Having vast experience in ecommerce development services, experts of Dinarys can draw the profile of a company that will benefit most from launching an e-commerce PWA. Generally, if your enterprise is a startup on short commons that pins hopes on a quick kick-off, PWA first is what the doctor ordered for you. And if you are a well-established company with a large clientele, supplementing the already functioning native app with PWA is always a wise step with a view to further expansion.
The easiest way to get a PWA is to transform the existing e-commerce site into a Progressive Web App. To qualify as PWA, your site must have:
- HTTPS. It is called to provide safe transmission of data;
- Web App Manifest. This JSON file contains metadata (icons, colors, fonts) necessary for the device to install a page on the home screen;
- Service Workers. The function of these JavaScript proxies is to unlock offline mode, push notifications, and other capabilities.
These are the universal features that must be implemented while turning a website into a PWA or building one anew. Many frameworks offer software suites that are instrumental in creating PWAs.

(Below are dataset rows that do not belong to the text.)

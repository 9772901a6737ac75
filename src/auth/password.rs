use crate::error::AppError;
use bcrypt::{hash, verify};

pub fn hash_password(password: &str, cost: u32) -> Result<String, AppError> {
    hash(password, cost)
        .map_err(|e| AppError::InternalServerError(format!("Failed to hash password: {}", e)))
}

/// Constant-time comparison of `password` against a bcrypt hash.
pub fn verify_password(password: &str, hashed_password: &str) -> Result<bool, AppError> {
    verify(password, hashed_password)
        .map_err(|e| AppError::InternalServerError(format!("Failed to verify password: {}", e)))
}

/// [`hash_password`] on the blocking pool, off the async workers.
pub async fn hash_password_blocking(password: String, cost: u32) -> Result<String, AppError> {
    tokio::task::spawn_blocking(move || hash_password(&password, cost))
        .await
        .map_err(|e| AppError::InternalServerError(format!("Hashing task failed: {}", e)))?
}

/// [`verify_password`] on the blocking pool, off the async workers.
pub async fn verify_password_blocking(
    password: String,
    hashed_password: String,
) -> Result<bool, AppError> {
    tokio::task::spawn_blocking(move || verify_password(&password, &hashed_password))
        .await
        .map_err(|e| AppError::InternalServerError(format!("Verification task failed: {}", e)))?
}

#[cfg(test)]
mod tests {
    use super::*;

    const TEST_COST: u32 = 4;

    #[test]
    fn test_password_hashing_and_verification() {
        let password = "test_password123";
        let hashed = hash_password(password, TEST_COST).unwrap();

        assert_ne!(hashed, password);
        assert!(verify_password(password, &hashed).unwrap());
        assert!(!verify_password("wrong_password", &hashed).unwrap());
    }

    #[test]
    fn test_hashes_are_salted() {
        let first = hash_password("same", TEST_COST).unwrap();
        let second = hash_password("same", TEST_COST).unwrap();
        assert_ne!(first, second);
    }

    #[test]
    fn test_verify_with_invalid_hash() {
        match verify_password("test_password123", "invalidhashformat") {
            Err(AppError::InternalServerError(msg)) => {
                assert!(msg.contains("Failed to verify password"));
            }
            Ok(false) => {}
            Ok(true) => panic!("Password verification should fail for invalid hash format"),
            Err(e) => panic!("Unexpected error: {:?}", e),
        }
    }

    #[actix_rt::test]
    async fn test_blocking_wrappers() {
        let hashed = hash_password_blocking("pw".into(), TEST_COST).await.unwrap();
        assert!(verify_password_blocking("pw".into(), hashed.clone())
            .await
            .unwrap());
        assert!(!verify_password_blocking("nope".into(), hashed).await.unwrap());
    }
}
pub mod auth;
pub mod health;
pub mod tasks;

use actix_web::web;

use crate::error::AppError;

fn bad_request(message: String) -> actix_web::Error {
    log::debug!("rejected request: {}", message);
    AppError::BadRequest(message).into()
}

/// Mounts every `/api` route. The caller wraps the scope in `AuthMiddleware`.
pub fn config(cfg: &mut web::ServiceConfig) {
    cfg.app_data(
        web::JsonConfig::default().error_handler(|err, _req| bad_request(err.to_string())),
    )
    .app_data(
        web::QueryConfig::default().error_handler(|err, _req| bad_request(err.to_string())),
    )
    .app_data(
        web::PathConfig::default().error_handler(|err, _req| bad_request(err.to_string())),
    )
    .service(
        web::scope("/auth")
            .service(auth::signup)
            .service(auth::login)
            .service(auth::session_login)
            .service(auth::logout)
            .service(auth::me),
    )
    .service(
        web::scope("/tasks")
            .service(tasks::get_tasks)
            .service(tasks::create_task)
            .service(tasks::get_task)
            .service(tasks::update_task)
            .service(tasks::toggle_task)
            .service(tasks::delete_task),
    );
}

Having accumulated considerable experience in working with various platforms, our company can recommend the two most robust ones that enjoy a wide audience and high reputation among the IT community – Magento and Shopware.
E-commerce PWA First for Magento
Magento is one of the most popular platforms for building e-commerce sites, so it is natural that their team took the PWA novelty in its stride releasing its Magento PWA Studio.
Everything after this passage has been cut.